Carolina Sepúlveda Sepúlveda (born 6 June 1980) is a Chilean agricultural engineering scholar, chemical civil engineer, and independent politician.

She served as a member of the Constitutional Convention, representing the 19th electoral district of the Ñuble Region.

== Biography ==
Sepúlveda was born on 6 June 1980 in San Carlos, Ñuble Region. She is the daughter of Heriberto del Carmen Sepúlveda Faúndez and María Elisa Sepúlveda Sepúlveda.

She studied chemical civil engineering at the University of Concepción (UdeC).

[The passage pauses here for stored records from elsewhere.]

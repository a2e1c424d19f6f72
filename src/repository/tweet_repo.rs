use crate::domain::interface::*;
use crate::domain::model::*;
use crate::error::*;

/// Reads tweets from any row source.
pub struct TweetReader<R> {
    rows: R,
}

impl<R: IRowReader> TweetReader<R> {
    pub fn new(rows: R) -> Self {
        Self { rows }
    }

    pub fn get_ref(&self) -> &R {
        &self.rows
    }

    pub fn into_inner(self) -> R {
        self.rows
    }
}

impl<R: IRowReader> Iterator for TweetReader<R> {
    type Item = Result<Tweet>;

    fn next(&mut self) -> Option<Self::Item> {
        let row = self.rows.read_row()?;
        Some(row.and_then(|row| Tweet::from_row(&row)))
    }
}

/// Writes tweets to any row sink.
pub struct TweetWriter<W> {
    rows: W,
}

impl<W: IRowWriter> TweetWriter<W> {
    pub fn new(rows: W) -> Self {
        Self { rows }
    }

    pub fn write_tweet(&mut self, tweet: &Tweet) -> Result<()> {
        self.rows.write_row(&tweet.to_row())
    }

    pub fn write_tweets<'a>(&mut self, tweets: impl IntoIterator<Item = &'a Tweet>) -> Result<()> {
        for tweet in tweets {
            self.write_tweet(tweet)?;
        }
        Ok(())
    }

    pub fn flush(&mut self) -> Result<()> {
        self.rows.flush()
    }

    pub fn into_inner(self) -> W {
        self.rows
    }
}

At the same institution, she obtained a Master’s degree in Integrated Management: Environment, Occupational Risks, and Corporate Social Responsibility, and later earned a PhD in Agricultural Engineering.

She has worked as a lecturer at the UdeC. She has also developed professional work in research, teaching, and the application of renewable energies in agriculture at the Agricultural Development Institute (INDAP), within the framework of a cooperation agreement between that institution and the Ministry of Energy.

===Political career===
Sepúlveda was a member of the Non-Neutral Independents movement.

In the elections held on 15–16 May 2021, she ran as an independent candidate for the Constitutional Convention representing the 19th electoral district of the Ñuble Region as part of the Independents of Ñuble for a New Constitution electoral pact, receiving 6,993 votes (4.5% of the validly cast votes).